_Your instructions:_ Retype exactly the lines from the line with "grouped.push(digit);" to the end of the data, keeping both boundary lines.

########################################

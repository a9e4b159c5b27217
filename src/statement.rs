//! Human-readable statements.
//!
//! Statements only read accounts (type, transactions, balance) and customers
//! (name, accounts). They don't depend on the interest engine.

use crate::bank::{saturating_sum, Account, Amount, Bank, Customer, MONEY_PRECISION};

use rust_decimal::{prelude::ToPrimitive, RoundingStrategy};

/// Statement of every transaction of every account the customer holds,
/// followed by the grand total.
pub fn generate_statement(customer: &Customer) -> String {
    let mut statement = format!("Statement for {}\n", customer.name());

    for account in customer.accounts() {
        statement.push('\n');
        statement.push_str(&account_statement(account));
        statement.push('\n');
    }

    let total = saturating_sum(customer.accounts().map(Account::balance));

    statement.push_str("\nTotal In all Accounts ");
    statement.push_str(&to_dollars(total));
    statement
}

fn account_statement(account: &Account) -> String {
    let mut block = format!("{}: ", account.account_type());

    for tx in account.transactions() {
        let label = if tx.is_withdrawal() {
            "withdrawal"
        } else {
            "deposit"
        };
        block.push_str(&format!("\n  {} {}", label, to_dollars(tx.amount())));
    }

    block.push_str(&format!("\nTotal {}", to_dollars(account.balance())));
    block
}

/// One line per customer, with how many accounts they hold.
pub fn customer_summary(bank: &Bank) -> String {
    let mut summary = String::from("Customer Summary");

    for customer in bank.customers() {
        let count = customer.number_of_accounts();
        let noun = if count == 1 { "account" } else { "accounts" };
        summary.push_str(&format!("\n - {} ({} {})", customer.name(), count, noun));
    }

    summary
}

/// Format an amount as `$#,##0.00`.
///
/// The sign is dropped: statements tell deposits and withdrawals apart with
/// labels, not signs.
pub fn to_dollars(amount: Amount) -> String {
    let rounded = amount
        .abs()
        .round_dp_with_strategy(MONEY_PRECISION, RoundingStrategy::MidpointAwayFromZero);

    let dollars = rounded.trunc().normalize().to_string();
    let cents = (rounded.fract() * Amount::ONE_HUNDRED)
        .to_u8()
        .unwrap_or_default();

    format!("${}.{:02}", group_thousands(&dollars), cents)
}

fn group_thousands(digits: &str) -> String {
    let mut grouped = String::with_capacity(digits.len() + digits.len() / 3);

    for (i, digit) in digits.chars().enumerate() {
        if i > 0 && (digits.len() - i) % 3 == 0 {
            grouped.push(',');
        }
        grouped.push(digit);
    }

    grouped
}
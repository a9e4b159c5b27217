pub mod account;
pub mod account_type;
#[allow(clippy::module_inception)]
pub mod bank;
pub mod customer;
pub mod transaction;

pub use account::{Account, TransactionError};
pub use account_type::AccountType;
pub use bank::Bank;
pub use customer::Customer;
pub use transaction::Transaction;

// Using named types doesn't provide any compiler help, but it helps a lot with
// readability: `BTreeMap<AccountNumber, Account>` is self-explanatory where
// `BTreeMap<String, Account>` would need a comment.
pub type AccountNumber = String;

// Money and rates are exact decimals. Floats would drift across tier
// boundaries and sums.
pub type Amount = rust_decimal::Decimal;

pub type Timestamp = chrono::DateTime<chrono::Utc>;

/// Sum amounts, capping at `Amount::MAX` instead of overflowing.
///
/// Each ledger is overflow-checked on its own, but totals across accounts
/// or customers are not bounded.
pub fn saturating_sum(amounts: impl IntoIterator<Item = Amount>) -> Amount {
    amounts
        .into_iter()
        .fold(Amount::ZERO, |total, amount| total.saturating_add(amount))
}

/// Number of fractional digits every reported money amount is rounded to.
pub const MONEY_PRECISION: u32 = 2;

########################################

_Task answer:_
        grouped.push(digit);
    }

    grouped
}
repository a9e4b159c5b27217
pub mod account;
pub mod account_type;
#[allow(clippy::module_inception)]
pub mod bank;
pub mod customer;
pub mod transaction;

pub use account::{Account, TransactionError};
pub use account_type::AccountType;
pub use bank::Bank;
pub use customer::Customer;
pub use transaction::Transaction;

// Using named types doesn't provide any compiler help, but it helps a lot with
// readability: `BTreeMap<AccountNumber, Account>` is self-explanatory where
// `BTreeMap<String, Account>` would need a comment.
pub type AccountNumber = String;

// Money and rates are exact decimals. Floats would drift across tier
// boundaries and sums.
pub type Amount = rust_decimal::Decimal;

pub type Timestamp = chrono::DateTime<chrono::Utc>;

/// Sum amounts, capping at `Amount::MAX` instead of overflowing.
///
/// Each ledger is overflow-checked on its own, but totals across accounts
/// or customers are not bounded.
pub fn saturating_sum(amounts: impl IntoIterator<Item = Amount>) -> Amount {
    amounts
        .into_iter()
        .fold(Amount::ZERO, |total, amount| total.saturating_add(amount))
}

/// Number of fractional digits every reported money amount is rounded to.
pub const MONEY_PRECISION: u32 = 2;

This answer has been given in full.